= Directions for this task =
What lines of the data below hold the string "only"? Copy each one out.

= Supplied data =
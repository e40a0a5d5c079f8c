//! Keybinding hint bar.

use crate::ui::helpers::{position_cursor, print_centered};
use crate::ui::theme::Theme;
use crate::ui::viewmodel::FooterInfo;

/// Renders the dimmed, centered key hints at `row`; text wider than the pane
/// is cut off.
pub fn render_footer(row: usize, footer: &FooterInfo, theme: &Theme, cols: usize) -> usize {
    position_cursor(row, 1);
    print!("{}", Theme::fg(&theme.colors.text_dim));
    print_centered(&footer.keybindings, cols);
    print!("{}", Theme::reset());
    row + 1
}
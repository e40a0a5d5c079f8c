//! Background worker that loads the datasets off the render thread.
//!
//! - `messages`: request/response protocol with trace context propagation
//! - `handler`: the Zellij worker implementation

pub mod handler;
pub mod messages;

pub use handler::CountyflowWorker;
pub use messages::{TraceContext, WorkerMessage, WorkerResponse};
//! Side effects produced by the engine and applied by the plugin host.
//!
//! The router computes effects alongside the next view state; the handler
//! returns them after the state change has been committed, and the host
//! executes them in order.
//!
//! # Example
//!
//! ```rust
//! use countyflow::app::Action;
//! use countyflow::app::router::DEFAULT_TITLE;
//!
//! let effects = vec![
//!     Action::PushHistory { fragment: String::new() },
//!     Action::SetTitle(DEFAULT_TITLE.to_string()),
//!     Action::FocusSearch,
//! ];
//! assert_eq!(effects.len(), 3);
//! ```

use crate::worker::WorkerMessage;

/// Commands executed by the plugin host after a state transition.
#[derive(Debug, Clone, PartialEq, Eq)]
pub enum Action {
    /// Pushes a new history entry carrying `fragment` (empty for search).
    PushHistory {
        fragment: String,
    },

    /// Sets the pane title.
    SetTitle(String),

    /// Returns input focus to the search surface.
    ///
    /// The host brings the plugin pane to the foreground.
    FocusSearch,

    /// Hides the plugin pane.
    CloseFocus,

    /// Posts a message to the background worker.
    PostToWorker(WorkerMessage),
}
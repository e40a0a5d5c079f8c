//! Countyflow: a Zellij plugin for browsing county-to-county migration flows.
//!
//! Type a county name, pick a match, and see where households are moving:
//! net migration, average income of movers, and the top five destinations
//! and origins. Counterparts that are themselves in the dataset are links.

#![allow(clippy::multiple_crate_versions)]

//!
//! # Architecture
//!
//! ```text
//! ┌─────────────────────────────────────────────────────┐
//! │  Zellij Plugin Shim (main.rs)                       │  ← keys, history, pane title
//! └─────────────────────────────────────────────────────┘
//!                        │
//! ┌─────────────────────────────────────────────────────┐
//! │  Application Layer (app/)                           │
//! │  - Controller (loading gate)                        │
//! │  - Event handling + router                          │
//! │  - Search session, cursors                          │
//! │  - View model computation                           │
//! └─────────────────────────────────────────────────────┘
//!         │                    │                    │
//! ┌───────────────┐   ┌───────────────┐   ┌───────────────┐
//! │ UI Layer      │   │ Storage Layer │   │ Worker Layer  │
//! │ (ui/)         │   │ (storage/)    │   │ (worker/)     │
//! │ - Rendering   │   │ - JSON decode │   │ - Dataset load│
//! │ - Theming     │   │ - Dataset     │   │ - IPC bridge  │
//! │ - Formatting  │   │ - Slug lookup │   │               │
//! └───────────────┘   └───────────────┘   └───────────────┘
//!         │                    │                    │
//! ┌─────────────────────────────────────────────────────┐
//! │  Infrastructure & Domain Layers                     │
//! │  - Sandbox paths (infrastructure/)                  │
//! │  - Errors, county model, slugs (domain/)            │
//! └─────────────────────────────────────────────────────┘
//!                        │
//! ┌─────────────────────────────────────────────────────┐
//! │  Observability (observability/)                     │
//! │  - OpenTelemetry tracing, file-based OTLP export    │
//! └─────────────────────────────────────────────────────┘
//! ```
//!
//! # Configuration
//!
//! ```kdl
//! pane {
//!     plugin location="file:/path/to/countyflow.wasm" {
//!         data_dir "~/.local/share/countyflow"
//!         county "philadelphia-county-pa"
//!         featured "42_101,06_037,17_031"
//!         theme "catppuccin-mocha"
//!         trace_level "info"
//!     }
//! }
//! ```
//!
//! # Initialization Flow
//!
//! 1. `main.rs` parses [`Config`], initializes tracing, builds a [`Controller`]
//!    and posts `LoadDatasets` to the worker.
//! 2. The worker reads `county_list.json` and `migration_data.json` and replies
//!    with `DatasetsLoaded` or `LoadFailed`.
//! 3. On success the controller opens the session and routes the configured
//!    `county` fragment; the plugin renders from then on.
//!
//! # Example
//!
//! ```rust
//! use countyflow::{initialize, Config, Event};
//! use countyflow::storage::Dataset;
//!
//! let mut controller = initialize(&Config::default());
//! let (_, _) = controller.datasets_loaded(Dataset::default());
//! let (_, actions) = controller.dispatch(&Event::Char('p'))?;
//! assert!(actions.is_empty());
//! # Ok::<(), countyflow::CountyflowError>(())
//! ```

pub mod app;
pub mod domain;
pub mod infrastructure;
pub mod storage;
pub mod worker;

pub mod ui;

pub mod observability;

pub use app::{handle_event, Action, AppState, Controller, Direction, Event, ViewState};
pub use domain::{CountyIdentity, CountyflowError, Result};
pub use ui::Theme;

use infrastructure::{expand_tilde, get_data_dir};
use std::collections::BTreeMap;
use std::path::PathBuf;

pub const DEFAULT_COUNTY_LIST: &str = "county_list.json";
pub const DEFAULT_MIGRATION_DATA: &str = "migration_data.json";

/// Plugin configuration parsed from the Zellij layout.
#[derive(Debug, Clone, PartialEq, Eq)]
pub struct Config {
    /// Directory holding both dataset files.
    pub data_dir: PathBuf,
    /// County list file name, relative to `data_dir`.
    pub county_list: String,
    /// Migration data file name, relative to `data_dir`.
    pub migration_data: String,
    /// Fragment (slug) to open once loaded; `None` starts on Search.
    pub initial_county: Option<String>,
    /// Quick-pick counties shown on the Search view (at most nine are used).
    ///
    /// Entries are dataset keys in `SS_CCC` form, e.g. `42_101`.
    pub featured: Vec<CountyIdentity>,
    /// Built-in theme name. Ignored if `theme_file` is set.
    pub theme_name: Option<String>,
    /// Path to a custom TOML theme.
    pub theme_file: Option<String>,
    /// `EnvFilter` directive for spans. Default: `"info"`
    pub trace_level: Option<String>,
}

impl Default for Config {
    fn default() -> Self {
        Self {
            data_dir: get_data_dir(),
            county_list: DEFAULT_COUNTY_LIST.to_string(),
            migration_data: DEFAULT_MIGRATION_DATA.to_string(),
            initial_county: None,
            featured: Vec::new(),
            theme_name: None,
            theme_file: None,
            trace_level: None,
        }
    }
}

fn non_empty(config: &BTreeMap<String, String>, key: &str) -> Option<String> {
    config
        .get(key)
        .map(|v| v.trim())
        .filter(|v| !v.is_empty())
        .map(String::from)
}

impl Config {
    /// Parses the plugin configuration map; missing or blank keys keep their defaults.
    ///
    /// ```rust
    /// use std::collections::BTreeMap;
    /// use countyflow::Config;
    ///
    /// let mut map = BTreeMap::new();
    /// map.insert("featured".to_string(), "42_101, 06_037".to_string());
    ///
    /// let config = Config::from_zellij(&map);
    /// assert_eq!(config.featured.len(), 2);
    /// ```
    #[must_use]
    pub fn from_zellij(config: &BTreeMap<String, String>) -> Self {
        let defaults = Self::default();

        let data_dir = non_empty(config, "data_dir")
            .map_or(defaults.data_dir, |dir| PathBuf::from(expand_tilde(&dir)));

        let featured = config
            .get("featured")
            .map(|list| {
                list.split(',')
                    .map(str::trim)
                    .filter(|id| !id.is_empty())
                    .map(CountyIdentity::from)
                    .collect()
            })
            .unwrap_or_default();

        Self {
            data_dir,
            county_list: non_empty(config, "county_list").unwrap_or(defaults.county_list),
            migration_data: non_empty(config, "migration_data").unwrap_or(defaults.migration_data),
            initial_county: non_empty(config, "county"),
            featured,
            theme_name: non_empty(config, "theme"),
            theme_file: non_empty(config, "theme_file").map(|path| expand_tilde(&path)),
            trace_level: non_empty(config, "trace_level"),
        }
    }

    #[must_use]
    pub fn county_list_path(&self) -> PathBuf {
        self.data_dir.join(&self.county_list)
    }

    #[must_use]
    pub fn migration_data_path(&self) -> PathBuf {
        self.data_dir.join(&self.migration_data)
    }
}

/// Resolves the theme: `theme_file`, then `theme`, then the default.
///
/// Failures are logged and fall back to the default theme.
#[must_use]
pub fn load_theme(config: &Config) -> Theme {
    if let Some(theme_file) = &config.theme_file {
        return Theme::from_file(theme_file).unwrap_or_else(|e| {
            tracing::warn!(theme_file = %theme_file, error = %e, "failed to load theme file, using default");
            Theme::default()
        });
    }

    config.theme_name.as_deref().map_or_else(Theme::default, |name| {
        Theme::from_name(name).unwrap_or_else(|| {
            tracing::warn!(theme_name = %name, "unknown theme, using default");
            Theme::default()
        })
    })
}

/// Builds a [`Controller`] waiting for its datasets.
#[must_use]
pub fn initialize(config: &Config) -> Controller {
    tracing::debug!(
        data_dir = %config.data_dir.display(),
        featured = config.featured.len(),
        "initializing countyflow plugin"
    );

    Controller::new(
        load_theme(config),
        config.initial_county.clone().unwrap_or_default(),
        config.featured.clone(),
    )
}
//! In-memory navigation history.
//!
//! Models the browser's session history for the plugin host: each entry is a
//! fragment (empty for the search view). Pushing drops any forward entries,
//! and stepping back or forward yields the fragment of the entry landed on,
//! which the host feeds back into the engine as `HistoryChanged`.

/// Linear history of fragments with a current position.
#[derive(Debug, Clone, PartialEq, Eq)]
pub struct HistoryStack {
    entries: Vec<String>,
    position: usize,
}

impl HistoryStack {
    /// Creates a history holding only the initial fragment.
    #[must_use]
    pub fn new(initial: impl Into<String>) -> Self {
        Self {
            entries: vec![initial.into()],
            position: 0,
        }
    }

    /// Appends an entry after the current one, discarding forward entries.
    pub fn push(&mut self, fragment: impl Into<String>) {
        self.entries.truncate(self.position + 1);
        self.entries.push(fragment.into());
        self.position = self.entries.len() - 1;
        tracing::trace!(position = self.position, depth = self.entries.len(), "history entry pushed");
    }

    /// Steps back one entry and returns its fragment, or `None` at the start.
    pub fn back(&mut self) -> Option<&str> {
        if self.position == 0 {
            return None;
        }
        self.position -= 1;
        self.entries.get(self.position).map(String::as_str)
    }

    /// Steps forward one entry and returns its fragment, or `None` at the end.
    pub fn forward(&mut self) -> Option<&str> {
        if self.position + 1 >= self.entries.len() {
            return None;
        }
        self.position += 1;
        self.entries.get(self.position).map(String::as_str)
    }

    #[must_use]
    pub fn current(&self) -> &str {
        self.entries.get(self.position).map_or("", String::as_str)
    }

    #[must_use]
    pub fn len(&self) -> usize {
        self.entries.len()
    }

    #[must_use]
    pub fn is_empty(&self) -> bool {
        self.entries.is_empty()
    }
}

impl Default for HistoryStack {
    fn default() -> Self {
        Self::new("")
    }
}
//! Top-level owner of the engine session.
//!
//! The [`Controller`] is the single owner of [`AppState`]. Until the worker
//! reports the datasets as loaded there is no session at all; events that
//! arrive in that window are dropped. A failed load is terminal.
//!
//! ```text
//! Loading ──DatasetsLoaded──▶ Ready(AppState)
//!    │
//!    └──────LoadFailed──────▶ Unavailable
//! ```

use crate::app::handler::{handle_event, Event};
use crate::app::router::DEFAULT_TITLE;
use crate::app::{Action, AppState};
use crate::domain::error::Result;
use crate::domain::CountyIdentity;
use crate::storage::Dataset;
use crate::ui::theme::Theme;
use crate::ui::viewmodel::{Body, EmptyState, FooterInfo, HeaderInfo, UIViewModel};
use crate::worker::WorkerResponse;
use std::sync::Arc;

pub const LOADING_MESSAGE: &str = "Loading migration data…";
pub const LOAD_FAILED_MESSAGE: &str = "Failed to load data.";

#[derive(Debug)]
enum Phase {
    Loading,
    Ready(Box<AppState>),
    Unavailable { reason: String },
}

/// Owns the theme, the readiness gate, and (once loaded) the session.
#[derive(Debug)]
pub struct Controller {
    theme: Theme,
    phase: Phase,
    initial_fragment: String,
    featured: Vec<CountyIdentity>,
}

impl Controller {
    /// Creates a controller waiting for its datasets.
    ///
    /// `initial_fragment` is routed as soon as the datasets arrive.
    #[must_use]
    pub fn new(theme: Theme, initial_fragment: impl Into<String>, featured: Vec<CountyIdentity>) -> Self {
        Self {
            theme,
            phase: Phase::Loading,
            initial_fragment: initial_fragment.into(),
            featured,
        }
    }

    #[must_use]
    pub const fn theme(&self) -> &Theme {
        &self.theme
    }

    #[must_use]
    pub const fn is_ready(&self) -> bool {
        matches!(self.phase, Phase::Ready(_))
    }

    #[must_use]
    pub fn state(&self) -> Option<&AppState> {
        match &self.phase {
            Phase::Ready(state) => Some(&**state),
            Phase::Loading | Phase::Unavailable { .. } => None,
        }
    }

    /// Opens the session and routes the initial fragment.
    ///
    /// Ignored unless still loading.
    pub fn datasets_loaded(&mut self, dataset: Dataset) -> (bool, Vec<Action>) {
        if !matches!(self.phase, Phase::Loading) {
            tracing::debug!("datasets already settled, ignoring load result");
            return (false, vec![]);
        }

        tracing::info!(
            counties = dataset.counties().len(),
            records = dataset.records().len(),
            "engine ready"
        );

        let mut state = AppState::new(Arc::new(dataset), self.featured.clone());
        let initial = Event::HistoryChanged(self.initial_fragment.clone());
        let outcome = match handle_event(&mut state, &initial) {
            Ok((_, actions)) => (true, actions),
            Err(e) => {
                tracing::error!(error = %e, "initial route failed");
                (true, vec![])
            }
        };

        self.phase = Phase::Ready(Box::new(state));
        outcome
    }

    /// Records a failed load. The engine is never constructed afterwards.
    pub fn load_failed(&mut self, reason: impl Into<String>) -> bool {
        if !matches!(self.phase, Phase::Loading) {
            return false;
        }
        let reason = reason.into();
        tracing::error!(reason = %reason, "data unavailable");
        self.phase = Phase::Unavailable { reason };
        true
    }

    /// Applies a worker response to the readiness gate.
    pub fn handle_worker_response(&mut self, response: WorkerResponse) -> (bool, Vec<Action>) {
        match response {
            WorkerResponse::DatasetsLoaded { counties, records } => {
                self.datasets_loaded(Dataset::new(counties, records))
            }
            WorkerResponse::LoadFailed { message } => (self.load_failed(message), vec![]),
        }
    }

    /// Forwards an event to the session, or drops it before readiness.
    ///
    /// `CloseFocus` is honored in every phase so the pane can always be
    /// dismissed.
    ///
    /// # Errors
    ///
    /// Propagates errors from [`handle_event`].
    pub fn dispatch(&mut self, event: &Event) -> Result<(bool, Vec<Action>)> {
        match &mut self.phase {
            Phase::Ready(state) => handle_event(state, event),
            Phase::Loading | Phase::Unavailable { .. } => {
                if matches!(event, Event::CloseFocus | Event::DismissSearch) {
                    return Ok((false, vec![Action::CloseFocus]));
                }
                tracing::debug!(event = ?event, "engine not ready, event dropped");
                Ok((false, vec![]))
            }
        }
    }

    /// View model of the current phase.
    #[must_use]
    pub fn viewmodel(&self, cols: usize) -> UIViewModel {
        let empty = |message: &str, subtitle: String| UIViewModel {
            header: HeaderInfo {
                title: DEFAULT_TITLE.to_string(),
            },
            body: Body::Empty(EmptyState {
                message: message.to_string(),
                subtitle,
            }),
            footer: FooterInfo {
                keybindings: "Esc: close".to_string(),
            },
            notice: None,
        };

        match &self.phase {
            Phase::Ready(state) => state.compute_viewmodel(cols),
            Phase::Loading => empty(LOADING_MESSAGE, String::new()),
            Phase::Unavailable { reason } => empty(LOAD_FAILED_MESSAGE, reason.clone()),
        }
    }
}
//! Plugin ⇄ worker message protocol.
//!
//! Payloads travel as JSON strings through Zellij's plugin messaging. The
//! request side carries a [`TraceContext`] captured from the sending span.

use crate::domain::{CountyRecord, CountySummaryEntry};
use crate::Config;
use serde::{Deserialize, Serialize};
use std::path::PathBuf;

/// Trace and parent span IDs, hex encoded, of the span that sent a message.
#[derive(Debug, Clone, PartialEq, Eq, Serialize, Deserialize)]
pub struct TraceContext {
    pub trace_id: String,
    pub parent_span_id: String,
}

impl TraceContext {
    /// Captures the context of the current span.
    ///
    /// Returns `None` when no OpenTelemetry layer is installed or the span
    /// context is invalid.
    #[must_use]
    pub fn from_current() -> Option<Self> {
        use opentelemetry::trace::TraceContextExt;
        use tracing_opentelemetry::OpenTelemetrySpanExt;

        let span = tracing::Span::current();

        let otel_context = span.context();
        let span_ref = otel_context.span();
        let span_context = span_ref.span_context();

        if !span_context.is_valid() {
            tracing::trace!("no valid span context to propagate");
            return None;
        }

        Some(Self {
            trace_id: format!("{:032x}", span_context.trace_id()),
            parent_span_id: format!("{:016x}", span_context.span_id()),
        })
    }
}

/// Generates `WorkerMessage` constructors that attach the current trace context.
macro_rules! worker_message_builders {
    (
        $(
            $builder_name:ident($variant:ident { $($field:ident: $ty:ty),* $(,)? })
        ),* $(,)?
    ) => {
        impl WorkerMessage {
            $(
                #[doc = concat!("Create a ", stringify!($variant), " message with current trace context")]
                pub fn $builder_name($($field: $ty),*) -> Self {
                    Self::$variant {
                        $($field,)*
                        trace_context: TraceContext::from_current(),
                    }
                }
            )*
        }
    };
}

worker_message_builders! {
    load_datasets(LoadDatasets {
        county_list_path: String,
        migration_data_path: String,
        data_dir: String,
        trace_level: Option<String>,
    }),
}

/// Messages sent from the plugin to the loader worker.
///
/// Every variant carries an optional trace context so the worker's spans join
/// the plugin's trace.
#[derive(Debug, Clone, PartialEq, Eq, Serialize, Deserialize)]
pub enum WorkerMessage {
    /// Read and decode both dataset documents.
    LoadDatasets {
        /// Path of `county_list.json`.
        county_list_path: String,

        /// Path of `migration_data.json`.
        migration_data_path: String,

        /// Plugin's data directory; the worker writes its trace file there.
        data_dir: String,

        /// Plugin's `trace_level` directive.
        #[serde(default, skip_serializing_if = "Option::is_none")]
        trace_level: Option<String>,

        #[serde(skip_serializing_if = "Option::is_none")]
        trace_context: Option<TraceContext>,
    },
}

impl WorkerMessage {
    /// Trace context attached to the message, if any.
    #[must_use]
    pub const fn trace_context(&self) -> Option<&TraceContext> {
        match self {
            Self::LoadDatasets { trace_context, .. } => trace_context.as_ref(),
        }
    }

    /// Tracing settings the worker thread should install, taken from the
    /// plugin's configuration.
    #[must_use]
    pub fn tracing_config(&self) -> Config {
        match self {
            Self::LoadDatasets {
                data_dir, trace_level, ..
            } => Config {
                data_dir: PathBuf::from(data_dir),
                trace_level: trace_level.clone(),
                ..Config::default()
            },
        }
    }
}

/// Responses sent from the loader worker back to the plugin.
///
/// Exactly one response is sent per load request; a failed load is reported
/// once and never retried.
#[derive(Debug, Clone, PartialEq, Serialize, Deserialize)]
pub enum WorkerResponse {
    /// Both documents were loaded.
    DatasetsLoaded {
        /// County list in list order.
        counties: Vec<CountySummaryEntry>,

        /// Migration records in document order.
        records: Vec<CountyRecord>,
    },

    /// Either document could not be read or decoded.
    LoadFailed {
        /// Human-readable cause.
        message: String,
    },
}
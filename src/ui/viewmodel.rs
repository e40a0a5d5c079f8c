//! View model types representing renderable UI state.
//!
//! View models are computed from `AppState::compute_viewmodel()` (or by the
//! controller for the loading and failure screens) and consumed by the
//! renderer. They hold display-ready strings only; all formatting decisions
//! have been made by the time a view model exists.

use crate::domain::CountyIdentity;
use crate::ui::format::Polarity;

/// Complete UI view model for one frame.
#[derive(Debug, Clone, PartialEq)]
pub struct UIViewModel {
    pub header: HeaderInfo,
    pub body: Body,
    pub footer: FooterInfo,
    /// Diagnostic shown above the body (last failed lookup).
    pub notice: Option<Notice>,
}

/// Main content area.
#[derive(Debug, Clone, PartialEq)]
pub enum Body {
    /// Search input, results and featured picks.
    Search(SearchPanel),
    /// Migration figures of one county.
    County(CountyViewModel),
    /// Centered message (loading, load failure).
    Empty(EmptyState),
}

#[derive(Debug, Clone, PartialEq, Eq)]
pub struct HeaderInfo {
    pub title: String,
}

#[derive(Debug, Clone, PartialEq, Eq)]
pub struct FooterInfo {
    pub keybindings: String,
}

/// Centered two-line message.
#[derive(Debug, Clone, PartialEq, Eq)]
pub struct EmptyState {
    pub message: String,
    pub subtitle: String,
}

#[derive(Debug, Clone, PartialEq, Eq)]
pub struct Notice {
    pub message: String,
}

/// State of the search surface.
#[derive(Debug, Clone, PartialEq, Eq)]
pub struct SearchPanel {
    /// Text typed so far, untrimmed.
    pub query: String,
    pub results: SearchResults,
    /// Quick picks, shown while no search is active.
    pub featured: Vec<FeaturedItem>,
}

/// The result list below the search input.
#[derive(Debug, Clone, PartialEq, Eq)]
pub enum SearchResults {
    /// Query too short, or the list was dismissed.
    Inactive,
    /// A qualifying query matched nothing.
    NoMatches,
    Matches(Vec<ResultItem>),
}

/// One row of the search result list.
#[derive(Debug, Clone, PartialEq, Eq)]
pub struct ResultItem {
    pub name: String,
    pub is_selected: bool,
    /// Character ranges `(start, end)` to highlight within `name`.
    pub highlight_ranges: Vec<(usize, usize)>,
}

/// A featured county quick pick.
#[derive(Debug, Clone, PartialEq, Eq)]
pub struct FeaturedItem {
    /// Key that selects it, e.g. `"F1"`.
    pub key: String,
    pub name: String,
}

/// Display-ready figures of one county.
#[derive(Debug, Clone, PartialEq)]
pub struct CountyViewModel {
    pub identity: CountyIdentity,
    pub name: String,
    pub year: Option<String>,
    /// Signed household count, e.g. `"+1,234 households"`.
    pub net_migration: String,
    pub polarity: Polarity,
    pub agi_leaving: String,
    pub agi_arriving: String,
    pub total_leaving: Option<String>,
    pub total_arriving: Option<String>,
    /// Top outflows, at most five.
    pub outflows: Vec<FlowRow>,
    /// Top inflows, at most five.
    pub inflows: Vec<FlowRow>,
    pub limited_data: bool,
}

/// One ranked flow row.
#[derive(Debug, Clone, PartialEq, Eq)]
pub struct FlowRow {
    /// One-based rank within its table.
    pub rank: usize,
    pub counterpart_identity: CountyIdentity,
    pub counterpart_name: String,
    pub households: String,
    pub avg_agi: String,
    /// The counterpart exists in the dataset and can be navigated to.
    pub is_link: bool,
    pub is_selected: bool,
}
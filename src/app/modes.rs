//! View state and cursor direction types.
//!
//! The engine is always in exactly one view:
//! - **Search**: the search surface (initial state, or reached via back)
//! - **Results**: one county's migration figures
//!
//! # Example
//!
//! ```rust
//! use countyflow::app::modes::ViewState;
//! use countyflow::domain::CountyIdentity;
//!
//! let view = ViewState::Results(CountyIdentity::new("42_101"));
//! assert!(!view.is_search());
//! ```

use crate::domain::CountyIdentity;

/// Which view is displayed.
///
/// Being an enum, the view can never be both or neither.
#[derive(Debug, Clone, PartialEq, Eq, Default)]
pub enum ViewState {
    /// The search surface.
    #[default]
    Search,

    /// The migration figures of one county.
    Results(CountyIdentity),
}

impl ViewState {
    #[must_use]
    pub const fn is_search(&self) -> bool {
        matches!(self, Self::Search)
    }

    /// The county displayed, if any.
    #[must_use]
    pub const fn current(&self) -> Option<&CountyIdentity> {
        match self {
            Self::Search => None,
            Self::Results(identity) => Some(identity),
        }
    }
}

/// Cursor movement direction.
#[derive(Debug, Clone, Copy, PartialEq, Eq)]
pub enum Direction {
    Up,
    Down,
}
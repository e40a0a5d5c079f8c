//! Dataset source abstraction.
//!
//! [`DatasetSource`] is the seam between the engine and wherever the two
//! source documents come from. The worker only talks to this trait, so tests
//! and alternative hosts can feed datasets without touching the filesystem.

use crate::domain::error::Result;
use crate::domain::{CountyRecord, CountySummaryEntry};
use crate::storage::Dataset;

/// A provider of the county list and the migration records.
///
/// # Implementations
///
/// - [`crate::storage::JsonDatasetSource`]: reads both JSON documents from disk
///
/// # Examples
///
/// ```no_run
/// use countyflow::storage::{DatasetSource, JsonDatasetSource};
///
/// let source = JsonDatasetSource::new("/data/county_list.json", "/data/migration_data.json");
/// let dataset = source.load()?;
/// println!("{} counties", dataset.counties().len());
/// # Ok::<(), countyflow::CountyflowError>(())
/// ```
pub trait DatasetSource: Send {
    /// Loads the searchable county list in list order.
    ///
    /// # Errors
    ///
    /// Returns an error if the list cannot be read or decoded.
    fn load_county_list(&self) -> Result<Vec<CountySummaryEntry>>;

    /// Loads every migration record in source document order.
    ///
    /// # Errors
    ///
    /// Returns an error if the document cannot be read or decoded.
    fn load_migration_records(&self) -> Result<Vec<CountyRecord>>;

    /// Loads both collections and assembles a [`Dataset`].
    ///
    /// # Errors
    ///
    /// Returns the first error of either load.
    fn load(&self) -> Result<Dataset> {
        let counties = self.load_county_list()?;
        let records = self.load_migration_records()?;
        Ok(Dataset::new(counties, records))
    }
}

= Reply =
    /// Creates a history holding only the initial fragment.
//! renderer. They hold display-ready strings only; all formatting decisions
//! source documents come from. The worker only talks to this trait, so tests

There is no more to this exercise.